■ **WHAT YOU NEED TO DO**
From the data below, repeat exactly the lines from the line with "use async_trait::async_trait;" to the line with "the ConditionalTokens contract.", both included.

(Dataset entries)
________________
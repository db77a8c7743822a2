//! alloy-backed chain collaborators for Polygon.
//!
//! Every configured RPC URL is tried in order. Reads fall through to the next
//! URL on any error; writes only fall through while nothing has been sent,
//! since a sent transaction may already be on chain.

use std::future::Future;
use std::str::FromStr;
use std::time::Duration;

use alloy::primitives::{keccak256, Address, Bytes, Log, TxKind, U256};
use alloy::providers::{DynProvider, Provider, ProviderBuilder};
use alloy::rpc::types::eth::TransactionRequest;
use alloy::rpc::types::TransactionReceipt;
use alloy::signers::local::{LocalSigner, PrivateKeySigner};
use alloy::signers::Signer as _;
use alloy_sol_types::{SolCall, SolEvent};
use async_trait::async_trait;
use log::{info, warn};
use polymarket_client_sdk::POLYGON;
use tokio::sync::Mutex;

use super::{Amount, ChainReadError, ChainReader, ChainWriteError, ChainWriter, TokenId, TxReceipt, UnsignedCall};
use crate::contracts::{
    proxy_factory_calldata, safe_exec_calldata, safe_signature_bytes, safe_tx_hash_call, ContractAddresses,
    ICtfExchange, IConditionalTokens, IGnosisSafe,
};
use crate::wallet::{CallStrategy, Relay, ResolvedAddress, SignatureKind};

const DIRECT_GAS_LIMIT: u64 = 300_000;
const RELAYED_GAS_LIMIT: u64 = 400_000;

fn read_providers(rpc_urls: &[String]) -> Vec<(String, DynProvider)> {
    rpc_urls
        .iter()
        .filter_map(|raw| match raw.parse() {
            Ok(url) => Some((raw.clone(), ProviderBuilder::new().connect_http(url).erased())),
            Err(e) => {
                warn!("Skipping invalid RPC URL {}: {}", raw, e);
                None
            }
        })
        .collect()
}

/// Reads balances and approvals from the ConditionalTokens contract.
pub struct RpcChainReader {
    providers: Vec<(String, DynProvider)>,
    contracts: ContractAddresses,
}

impl RpcChainReader {
    pub fn new(rpc_urls: &[String], contracts: ContractAddresses) -> Self {
        Self {
            providers: read_providers(rpc_urls),
            contracts,
        }
    }

    async fn read<T, F, Fut>(&self, method: &'static str, f: F) -> Result<T, ChainReadError>
    where
        F: Fn(DynProvider) -> Fut,
        Fut: Future<Output = Result<T, alloy::contract::Error>>,
    {
        if self.providers.is_empty() {
            return Err(ChainReadError::NoEndpoints);
        }

        let mut last_err = String::new();
        for (url, provider) in &self.providers {
            match f(provider.clone()).await {
                Ok(value) => return Ok(value),
                Err(e) => {
                    warn!("{} via {} failed: {}", method, url, e);
                    last_err = e.to_string();
                }
            }
        }

        Err(ChainReadError::Rpc {
            method,
            reason: last_err,
        })
    }

    /// Proxy or Safe address the exchange derives for `owner`. Used when a
    /// wallet's configuration leaves the proxy address out.
    pub async fn lookup_proxy_address(&self, kind: SignatureKind, owner: Address) -> Result<Option<Address>, ChainReadError> {
        let exchange = self.contracts.exchange;
        let address = match kind {
            SignatureKind::Eoa => return Ok(None),
            SignatureKind::PolyProxy => {
                self.read("getPolyProxyWalletAddress", |p| async move {
                    ICtfExchange::new(exchange, p).getPolyProxyWalletAddress(owner).call().await
                })
                .await?
            }
            SignatureKind::GnosisSafe => {
                self.read("getSafeAddress", |p| async move {
                    ICtfExchange::new(exchange, p).getSafeAddress(owner).call().await
                })
                .await?
            }
        };
        Ok((address != Address::ZERO).then_some(address))
    }
}

#[async_trait]
impl ChainReader for RpcChainReader {
    async fn balance_of(&self, owner: Address, token_id: TokenId) -> Result<Amount, ChainReadError> {
        let ctf = self.contracts.conditional_tokens;
        self.read("balanceOf", |p| async move {
            IConditionalTokens::new(ctf, p).balanceOf(owner, token_id).call().await
        })
        .await
    }

    async fn is_approved_for_all(&self, owner: Address, operator: Address) -> Result<bool, ChainReadError> {
        let ctf = self.contracts.conditional_tokens;
        self.read("isApprovedForAll", |p| async move {
            IConditionalTokens::new(ctf, p).isApprovedForAll(owner, operator).call().await
        })
        .await
    }
}

/// Signs with one wallet's key and submits direct, proxy-factory or Safe
/// transactions. Submissions are serialised so the signer's nonces never
/// interleave.
pub struct RpcChainWriter {
    signer: PrivateKeySigner,
    rpc_urls: Vec<String>,
    read_providers: Vec<(String, DynProvider)>,
    proxy_factory: Address,
    receipt_timeout: Duration,
    submit_lock: Mutex<()>,
}

impl RpcChainWriter {
    pub fn new(
        private_key: &str,
        rpc_urls: Vec<String>,
        contracts: &ContractAddresses,
        receipt_timeout: Duration,
    ) -> Result<Self, ChainWriteError> {
        // The key itself must never end up in an error message.
        let signer = LocalSigner::from_str(private_key.trim())
            .map_err(|_| ChainWriteError::Signing("private key is not a valid 32-byte hex string".into()))?
            .with_chain_id(Some(POLYGON));

        if rpc_urls.is_empty() {
            return Err(ChainWriteError::NoEndpoints);
        }

        Ok(Self {
            signer,
            read_providers: read_providers(&rpc_urls),
            rpc_urls,
            proxy_factory: contracts.proxy_factory,
            receipt_timeout,
            submit_lock: Mutex::new(()),
        })
    }

    pub fn signer_address(&self) -> Address {
        self.signer.address()
    }

    async fn send(&self, to: Address, data: Bytes, gas: u64) -> Result<TransactionReceipt, ChainWriteError> {
        let mut last_err = ChainWriteError::NoEndpoints;

        for url in &self.rpc_urls {
            let provider = match ProviderBuilder::new()
                .wallet(self.signer.clone())
                .connect(url.as_str())
                .await
            {
                Ok(p) => p,
                Err(e) => {
                    warn!("Connect to {} failed: {}", url, e);
                    last_err = ChainWriteError::Connect {
                        endpoint: url.clone(),
                        reason: e.to_string(),
                    };
                    continue;
                }
            };

            let tx_request = TransactionRequest {
                to: Some(TxKind::Call(to)),
                input: data.clone().into(),
                value: Some(U256::ZERO),
                gas: Some(gas),
                ..Default::default()
            };

            let pending = match provider.send_transaction(tx_request).await {
                Ok(tx) => tx,
                Err(e) => {
                    warn!("Send via {} failed: {}", url, e);
                    last_err = ChainWriteError::Send(e.to_string());
                    continue;
                }
            };

            // Sent: from here on a retry could double-submit.
            let tx_hash = *pending.tx_hash();
            info!("Transaction {} sent via {}, waiting for receipt", tx_hash, url);

            return pending
                .with_timeout(Some(self.receipt_timeout))
                .get_receipt()
                .await
                .map_err(|e| ChainWriteError::Receipt {
                    tx_hash,
                    reason: e.to_string(),
                });
        }

        Err(last_err)
    }

    async fn safe_read<C: SolCall>(&self, safe: Address, call: C) -> Result<C::Return, ChainWriteError> {
        let mut last_err = ChainWriteError::NoEndpoints;
        let input = Bytes::from(call.abi_encode());

        for (url, provider) in &self.read_providers {
            let request = TransactionRequest::default().to(safe).input(input.clone().into());
            match provider.call(request).await {
                Ok(raw) => {
                    return C::abi_decode_returns(&raw)
                        .map_err(|e| ChainWriteError::Relay(format!("Safe {} returned malformed data: {}", C::SIGNATURE, e)));
                }
                Err(e) => {
                    warn!("Safe {} via {} failed: {}", C::SIGNATURE, url, e);
                    last_err = ChainWriteError::Relay(format!(
                        "Safe {} on {} failed: {}. MagicLink/email accounts use a Polymarket proxy, not a Safe",
                        C::SIGNATURE,
                        safe,
                        e
                    ));
                }
            }
        }

        Err(last_err)
    }

    /// Owner signature over the Safe transaction hash, in the packed
    /// `r || s || v+4` form Safe expects for eth_sign signatures.
    async fn sign_safe_tx(&self, safe: Address, inner: &UnsignedCall) -> Result<Bytes, ChainWriteError> {
        let threshold = self.safe_read(safe, IGnosisSafe::getThresholdCall {}).await?;
        if threshold > U256::from(1u64) {
            return Err(ChainWriteError::Relay(format!(
                "Safe {} needs {} signatures; only single-owner Safes are supported",
                safe, threshold
            )));
        }

        let nonce = self.safe_read(safe, IGnosisSafe::nonceCall {}).await?;
        let safe_tx_hash = self.safe_read(safe, safe_tx_hash_call(inner, nonce)).await?;

        const EIP191_PREFIX: &[u8] = b"\x19Ethereum Signed Message:\n32";
        let mut message = Vec::with_capacity(EIP191_PREFIX.len() + 32);
        message.extend_from_slice(EIP191_PREFIX);
        message.extend_from_slice(safe_tx_hash.as_slice());

        let sig = self
            .signer
            .sign_hash(&keccak256(&message))
            .await
            .map_err(|e| ChainWriteError::Signing(e.to_string()))?;

        Ok(safe_signature_bytes(sig.as_bytes()))
    }
}

/// Safe `execTransaction` does not revert when the inner call fails; it emits
/// `ExecutionFailure` instead.
fn safe_execution_succeeded<'a>(logs: impl IntoIterator<Item = &'a Log>, safe: Address) -> bool {
    let success = IGnosisSafe::ExecutionSuccess::SIGNATURE_HASH;
    let failure = IGnosisSafe::ExecutionFailure::SIGNATURE_HASH;
    let mut saw_success = false;

    for log in logs {
        if log.address != safe {
            continue;
        }
        match log.topics().first() {
            Some(topic) if *topic == failure => return false,
            Some(topic) if *topic == success => saw_success = true,
            _ => {}
        }
    }
    saw_success
}

#[async_trait]
impl ChainWriter for RpcChainWriter {
    async fn submit(&self, call: UnsignedCall, route: &ResolvedAddress) -> Result<TxReceipt, ChainWriteError> {
        if route.signer != self.signer.address() {
            return Err(ChainWriteError::WrongSigner {
                expected: route.signer,
                actual: self.signer.address(),
            });
        }

        let _guard = self.submit_lock.lock().await;

        let (receipt, success) = match (route.call_strategy, route.relay) {
            (CallStrategy::Direct, _) => {
                info!("Sending {} from {} to {}", call.label, route.signer, call.to);
                let receipt = self.send(call.to, call.data.clone(), DIRECT_GAS_LIMIT).await?;
                let success = receipt.status();
                (receipt, success)
            }
            (CallStrategy::Relayed, Some(Relay::ProxyFactory)) => {
                info!(
                    "Relaying {} through proxy wallet {} via factory {}",
                    call.label, route.address, self.proxy_factory
                );
                let data = proxy_factory_calldata(&call);
                let receipt = self.send(self.proxy_factory, data, RELAYED_GAS_LIMIT).await?;
                let success = receipt.status();
                (receipt, success)
            }
            (CallStrategy::Relayed, Some(Relay::Safe)) => {
                info!("Relaying {} through Safe {} (execTransaction)", call.label, route.address);
                let signatures = self.sign_safe_tx(route.address, &call).await?;
                let data = safe_exec_calldata(&call, signatures);
                let receipt = self.send(route.address, data, RELAYED_GAS_LIMIT).await?;
                let success = receipt.status() && safe_execution_succeeded(receipt.logs().iter().map(|l| &l.inner), route.address);
                (receipt, success)
            }
            (CallStrategy::Relayed, None) => {
                return Err(ChainWriteError::Relay(format!(
                    "relayed call for {} has no relay envelope",
                    route.address
                )));
            }
        };

        Ok(TxReceipt {
            tx_hash: receipt.transaction_hash,
            success,
            block_number: receipt.block_number,
        })
    }
}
________________
■ **SOLUTION FOR THIS PROBLEM**
use async_trait::async_trait;
use log::{info, warn};
use polymarket_client_sdk::POLYGON;
use tokio::sync::Mutex;

use super::{Amount, ChainReadError, ChainReader, ChainWriteError, ChainWriter, TokenId, TxReceipt, UnsignedCall};
use crate::contracts::{
    proxy_factory_calldata, safe_exec_calldata, safe_signature_bytes, safe_tx_hash_call, ContractAddresses,
    ICtfExchange, IConditionalTokens, IGnosisSafe,
};
use crate::wallet::{CallStrategy, Relay, ResolvedAddress, SignatureKind};

const DIRECT_GAS_LIMIT: u64 = 300_000;
const RELAYED_GAS_LIMIT: u64 = 400_000;

fn read_providers(rpc_urls: &[String]) -> Vec<(String, DynProvider)> {
    rpc_urls
        .iter()
        .filter_map(|raw| match raw.parse() {
            Ok(url) => Some((raw.clone(), ProviderBuilder::new().connect_http(url).erased())),
            Err(e) => {
                warn!("Skipping invalid RPC URL {}: {}", raw, e);
                None
            }
        })
        .collect()
}

/// Reads balances and approvals from the ConditionalTokens contract.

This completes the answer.